**Exercise details**: Would you return the entries below word for word?

**Entries supplied**:
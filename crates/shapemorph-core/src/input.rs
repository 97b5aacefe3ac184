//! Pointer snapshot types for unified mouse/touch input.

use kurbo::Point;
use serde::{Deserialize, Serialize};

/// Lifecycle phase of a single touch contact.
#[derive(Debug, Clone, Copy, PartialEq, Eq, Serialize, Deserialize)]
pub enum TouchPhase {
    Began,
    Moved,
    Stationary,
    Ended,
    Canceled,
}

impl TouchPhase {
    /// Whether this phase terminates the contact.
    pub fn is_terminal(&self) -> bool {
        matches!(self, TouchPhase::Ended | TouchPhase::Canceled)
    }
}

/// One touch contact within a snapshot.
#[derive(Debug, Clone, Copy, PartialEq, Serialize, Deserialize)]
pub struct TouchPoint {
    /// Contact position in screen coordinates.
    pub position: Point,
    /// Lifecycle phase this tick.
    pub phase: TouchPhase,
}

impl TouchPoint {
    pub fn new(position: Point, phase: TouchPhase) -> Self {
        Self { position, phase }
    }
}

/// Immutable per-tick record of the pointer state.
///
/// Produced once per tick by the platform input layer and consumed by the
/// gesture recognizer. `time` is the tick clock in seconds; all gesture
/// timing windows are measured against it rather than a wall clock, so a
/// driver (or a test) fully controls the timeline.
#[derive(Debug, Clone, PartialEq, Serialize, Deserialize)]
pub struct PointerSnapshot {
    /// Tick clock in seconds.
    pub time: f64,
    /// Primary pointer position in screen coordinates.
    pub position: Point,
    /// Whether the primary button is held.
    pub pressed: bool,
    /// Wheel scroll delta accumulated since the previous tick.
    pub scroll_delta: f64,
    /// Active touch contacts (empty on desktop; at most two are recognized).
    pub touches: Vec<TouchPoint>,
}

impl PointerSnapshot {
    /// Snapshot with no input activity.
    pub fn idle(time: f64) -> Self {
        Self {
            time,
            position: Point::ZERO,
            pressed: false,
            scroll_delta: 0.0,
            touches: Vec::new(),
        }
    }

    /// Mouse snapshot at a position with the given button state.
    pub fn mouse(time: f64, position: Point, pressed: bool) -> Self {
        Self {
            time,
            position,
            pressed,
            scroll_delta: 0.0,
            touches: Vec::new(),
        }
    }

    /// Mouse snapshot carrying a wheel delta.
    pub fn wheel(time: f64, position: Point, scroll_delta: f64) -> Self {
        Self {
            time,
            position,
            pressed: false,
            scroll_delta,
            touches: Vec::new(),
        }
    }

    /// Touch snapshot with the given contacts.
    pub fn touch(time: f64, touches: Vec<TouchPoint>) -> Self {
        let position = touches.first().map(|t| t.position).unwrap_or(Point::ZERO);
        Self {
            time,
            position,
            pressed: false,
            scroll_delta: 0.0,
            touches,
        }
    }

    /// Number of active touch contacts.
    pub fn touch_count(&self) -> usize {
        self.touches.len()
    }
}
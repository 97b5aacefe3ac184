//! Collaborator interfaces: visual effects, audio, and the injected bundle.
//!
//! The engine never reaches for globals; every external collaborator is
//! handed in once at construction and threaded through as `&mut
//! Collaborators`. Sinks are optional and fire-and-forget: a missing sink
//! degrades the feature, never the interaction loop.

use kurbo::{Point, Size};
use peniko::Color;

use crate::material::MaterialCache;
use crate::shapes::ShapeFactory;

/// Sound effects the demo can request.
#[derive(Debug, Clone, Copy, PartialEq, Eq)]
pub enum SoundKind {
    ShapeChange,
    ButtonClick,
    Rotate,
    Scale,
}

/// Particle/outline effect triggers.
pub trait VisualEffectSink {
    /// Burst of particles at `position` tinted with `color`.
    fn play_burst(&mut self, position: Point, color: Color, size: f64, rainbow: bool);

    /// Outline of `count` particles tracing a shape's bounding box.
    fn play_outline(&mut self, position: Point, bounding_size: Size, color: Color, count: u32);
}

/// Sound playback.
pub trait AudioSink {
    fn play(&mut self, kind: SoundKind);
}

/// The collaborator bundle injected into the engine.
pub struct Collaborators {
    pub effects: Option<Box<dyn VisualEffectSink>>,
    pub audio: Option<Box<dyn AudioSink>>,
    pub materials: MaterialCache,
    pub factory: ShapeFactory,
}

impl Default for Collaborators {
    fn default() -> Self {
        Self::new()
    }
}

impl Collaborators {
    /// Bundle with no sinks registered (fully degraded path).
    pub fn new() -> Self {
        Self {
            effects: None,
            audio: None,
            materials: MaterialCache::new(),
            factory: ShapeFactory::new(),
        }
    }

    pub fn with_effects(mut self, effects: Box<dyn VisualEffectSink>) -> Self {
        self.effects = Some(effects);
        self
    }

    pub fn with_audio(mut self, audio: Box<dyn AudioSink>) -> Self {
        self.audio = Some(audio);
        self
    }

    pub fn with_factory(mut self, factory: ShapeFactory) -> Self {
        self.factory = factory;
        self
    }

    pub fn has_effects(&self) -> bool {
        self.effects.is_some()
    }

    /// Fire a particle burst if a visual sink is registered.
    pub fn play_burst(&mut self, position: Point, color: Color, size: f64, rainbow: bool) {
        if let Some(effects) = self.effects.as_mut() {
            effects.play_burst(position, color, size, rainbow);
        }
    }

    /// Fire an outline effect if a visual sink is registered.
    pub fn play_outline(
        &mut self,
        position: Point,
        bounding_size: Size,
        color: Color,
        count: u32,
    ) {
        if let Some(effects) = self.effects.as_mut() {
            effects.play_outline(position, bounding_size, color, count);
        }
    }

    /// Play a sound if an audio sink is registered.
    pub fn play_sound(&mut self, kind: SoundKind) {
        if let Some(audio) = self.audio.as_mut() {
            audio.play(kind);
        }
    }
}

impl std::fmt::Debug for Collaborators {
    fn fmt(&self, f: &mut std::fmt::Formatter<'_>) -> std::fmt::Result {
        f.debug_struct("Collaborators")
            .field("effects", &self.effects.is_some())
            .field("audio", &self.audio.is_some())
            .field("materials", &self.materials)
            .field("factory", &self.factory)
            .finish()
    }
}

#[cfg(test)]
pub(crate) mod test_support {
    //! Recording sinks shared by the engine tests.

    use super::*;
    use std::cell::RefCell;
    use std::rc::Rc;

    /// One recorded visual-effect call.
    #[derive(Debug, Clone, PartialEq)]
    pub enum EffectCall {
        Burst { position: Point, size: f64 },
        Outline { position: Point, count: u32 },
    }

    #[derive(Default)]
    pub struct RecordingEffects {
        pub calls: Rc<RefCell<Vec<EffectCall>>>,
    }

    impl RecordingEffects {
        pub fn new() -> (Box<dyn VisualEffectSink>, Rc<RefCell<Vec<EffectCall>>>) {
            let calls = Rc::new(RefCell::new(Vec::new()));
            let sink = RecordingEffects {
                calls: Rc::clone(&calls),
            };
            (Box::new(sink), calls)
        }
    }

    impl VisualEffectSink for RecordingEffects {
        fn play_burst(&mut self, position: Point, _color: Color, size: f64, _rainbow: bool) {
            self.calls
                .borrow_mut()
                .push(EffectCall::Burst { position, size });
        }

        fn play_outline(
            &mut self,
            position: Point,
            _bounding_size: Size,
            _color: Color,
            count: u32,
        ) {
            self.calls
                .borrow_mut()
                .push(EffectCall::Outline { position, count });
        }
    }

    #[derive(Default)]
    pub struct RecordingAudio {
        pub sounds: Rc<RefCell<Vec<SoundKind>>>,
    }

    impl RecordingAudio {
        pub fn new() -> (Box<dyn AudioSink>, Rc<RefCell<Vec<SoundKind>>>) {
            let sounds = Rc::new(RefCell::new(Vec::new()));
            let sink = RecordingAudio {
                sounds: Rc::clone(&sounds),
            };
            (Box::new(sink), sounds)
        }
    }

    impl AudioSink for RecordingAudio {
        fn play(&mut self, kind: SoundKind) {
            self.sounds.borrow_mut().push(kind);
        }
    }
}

**Task result**:
filename crates/shapemorph-core/src/input.rs
repository 97b5aacefe3ac184
//! Pointer snapshot types for unified mouse/touch input.

use kurbo::Point;
use serde::{Deserialize, Serialize};

/// Lifecycle phase of a single touch contact.
#[derive(Debug, Clone, Copy, PartialEq, Eq, Serialize, Deserialize)]
pub enum TouchPhase {
    Began,
    Moved,
    Stationary,
    Ended,
    Canceled,
}

impl TouchPhase {
    /// Whether this phase terminates the contact.
    pub fn is_terminal(&self) -> bool {
        matches!(self, TouchPhase::Ended | TouchPhase::Canceled)
    }
}

/// One touch contact within a snapshot.
#[derive(Debug, Clone, Copy, PartialEq, Serialize, Deserialize)]
pub struct TouchPoint {
    /// Contact position in screen coordinates.
    pub position: Point,
    /// Lifecycle phase this tick.
    pub phase: TouchPhase,
}

impl TouchPoint {
    pub fn new(position: Point, phase: TouchPhase) -> Self {
        Self { position, phase }
    }
}

/// Immutable per-tick record of the pointer state.
///
/// Produced once per tick by the platform input layer and consumed by the
/// gesture recognizer. `time` is the tick clock in seconds; all gesture
/// timing windows are measured against it rather than a wall clock, so a
/// driver (or a test) fully controls the timeline.
#[derive(Debug, Clone, PartialEq, Serialize, Deserialize)]
pub struct PointerSnapshot {
    /// Tick clock in seconds.
    pub time: f64,
    /// Primary pointer position in screen coordinates.
    pub position: Point,
    /// Whether the primary button is held.
    pub pressed: bool,
    /// Wheel scroll delta accumulated since the previous tick.
    pub scroll_delta: f64,
    /// Active touch contacts (empty on desktop; at most two are recognized).
    pub touches: Vec<TouchPoint>,
}

impl PointerSnapshot {
    /// Snapshot with no input activity.
    pub fn idle(time: f64) -> Self {
        Self {
            time,
            position: Point::ZERO,
            pressed: false,
            scroll_delta: 0.0,
            touches: Vec::new(),
        }
    }

    /// Mouse snapshot at a position with the given button state.
    pub fn mouse(time: f64, position: Point, pressed: bool) -> Self {
        Self {
            time,
            position,
            pressed,
            scroll_delta: 0.0,
            touches: Vec::new(),
        }
    }

    /// Mouse snapshot carrying a wheel delta.
    pub fn wheel(time: f64, position: Point, scroll_delta: f64) -> Self {
        Self {
            time,
            position,
            pressed: false,
            scroll_delta,
            touches: Vec::new(),
        }
    }

    /// Touch snapshot with the given contacts.
    pub fn touch(time: f64, touches: Vec<TouchPoint>) -> Self {
        let position = touches.first().map(|t| t.position).unwrap_or(Point::ZERO);
        Self {
            time,
            position,
            pressed: false,
            scroll_delta: 0.0,
            touches,
        }
    }

    /// Number of active touch contacts.
    pub fn touch_count(&self) -> usize {
        self.touches.len()
    }
}
repository 97b5aacefe3ac184
//! Collaborator interfaces: visual effects, audio, and the injected bundle.
//!
//! The engine never reaches for globals; every external collaborator is
//! handed in once at construction and threaded through as `&mut
//! Collaborators`. Sinks are optional and fire-and-forget: a missing sink
//! degrades the feature, never the interaction loop.

use kurbo::{Point, Size};
use peniko::Color;

use crate::material::MaterialCache;
use crate::shapes::ShapeFactory;

/// Sound effects the demo can request.
#[derive(Debug, Clone, Copy, PartialEq, Eq)]
pub enum SoundKind {
    ShapeChange,
    ButtonClick,
    Rotate,
    Scale,
}

/// Particle/outline effect triggers.
pub trait VisualEffectSink {
    /// Burst of particles at `position` tinted with `color`.
    fn play_burst(&mut self, position: Point, color: Color, size: f64, rainbow: bool);

    /// Outline of `count` particles tracing a shape's bounding box.
    fn play_outline(&mut self, position: Point, bounding_size: Size, color: Color, count: u32);
}

/// Sound playback.
pub trait AudioSink {
    fn play(&mut self, kind: SoundKind);
}

/// The collaborator bundle injected into the engine.
pub struct Collaborators {
    pub effects: Option<Box<dyn VisualEffectSink>>,
    pub audio: Option<Box<dyn AudioSink>>,
    pub materials: MaterialCache,
    pub factory: ShapeFactory,
}

impl Default for Collaborators {
    fn default() -> Self {
        Self::new()
    }
}

impl Collaborators {
    /// Bundle with no sinks registered (fully degraded path).
    pub fn new() -> Self {
        Self {
            effects: None,
            audio: None,
            materials: MaterialCache::new(),
            factory: ShapeFactory::new(),
        }
    }

    pub fn with_effects(mut self, effects: Box<dyn VisualEffectSink>) -> Self {
        self.effects = Some(effects);
        self
    }

    pub fn with_audio(mut self, audio: Box<dyn AudioSink>) -> Self {
        self.audio = Some(audio);
        self
    }

    pub fn with_factory(mut self, factory: ShapeFactory) -> Self {
        self.factory = factory;
        self
    }

    pub fn has_effects(&self) -> bool {
        self.effects.is_some()
    }

    /// Fire a particle burst if a visual sink is registered.
    pub fn play_burst(&mut self, position: Point, color: Color, size: f64, rainbow: bool) {
        if let Some(effects) = self.effects.as_mut() {
            effects.play_burst(position, color, size, rainbow);
        }
    }

    /// Fire an outline effect if a visual sink is registered.
    pub fn play_outline(
        &mut self,
        position: Point,
        bounding_size: Size,
        color: Color,
        count: u32,
    ) {
        if let Some(effects) = self.effects.as_mut() {
            effects.play_outline(position, bounding_size, color, count);
        }
    }

    /// Play a sound if an audio sink is registered.
    pub fn play_sound(&mut self, kind: SoundKind) {
        if let Some(audio) = self.audio.as_mut() {
            audio.play(kind);
        }
    }
}

impl std::fmt::Debug for Collaborators {
    fn fmt(&self, f: &mut std::fmt::Formatter<'_>) -> std::fmt::Result {
        f.debug_struct("Collaborators")
            .field("effects", &self.effects.is_some())
            .field("audio", &self.audio.is_some())
            .field("materials", &self.materials)
            .field("factory", &self.factory)
            .finish()
    }
}

#[cfg(test)]
pub(crate) mod test_support {
    //! Recording sinks shared by the engine tests.

    use super::*;
    use std::cell::RefCell;
    use std::rc::Rc;

    /// One recorded visual-effect call.
    #[derive(Debug, Clone, PartialEq)]
    pub enum EffectCall {
        Burst { position: Point, size: f64 },
        Outline { position: Point, count: u32 },
    }

    #[derive(Default)]
    pub struct RecordingEffects {
        pub calls: Rc<RefCell<Vec<EffectCall>>>,
    }

    impl RecordingEffects {
        pub fn new() -> (Box<dyn VisualEffectSink>, Rc<RefCell<Vec<EffectCall>>>) {
            let calls = Rc::new(RefCell::new(Vec::new()));
            let sink = RecordingEffects {
                calls: Rc::clone(&calls),
            };
            (Box::new(sink), calls)
        }
    }

    impl VisualEffectSink for RecordingEffects {
        fn play_burst(&mut self, position: Point, _color: Color, size: f64, _rainbow: bool) {
            self.calls
                .borrow_mut()
                .push(EffectCall::Burst { position, size });
        }

        fn play_outline(
            &mut self,
            position: Point,
            _bounding_size: Size,
            _color: Color,
            count: u32,
        ) {
            self.calls
                .borrow_mut()
                .push(EffectCall::Outline { position, count });
        }
    }

    #[derive(Default)]
    pub struct RecordingAudio {
        pub sounds: Rc<RefCell<Vec<SoundKind>>>,
    }

    impl RecordingAudio {
        pub fn new() -> (Box<dyn AudioSink>, Rc<RefCell<Vec<SoundKind>>>) {
            let sounds = Rc::new(RefCell::new(Vec::new()));
            let sink = RecordingAudio {
                sounds: Rc::clone(&sounds),
            };
            (Box::new(sink), sounds)
        }
    }

    impl AudioSink for RecordingAudio {
        fn play(&mut self, kind: SoundKind) {
            self.sounds.borrow_mut().push(kind);
        }
    }
}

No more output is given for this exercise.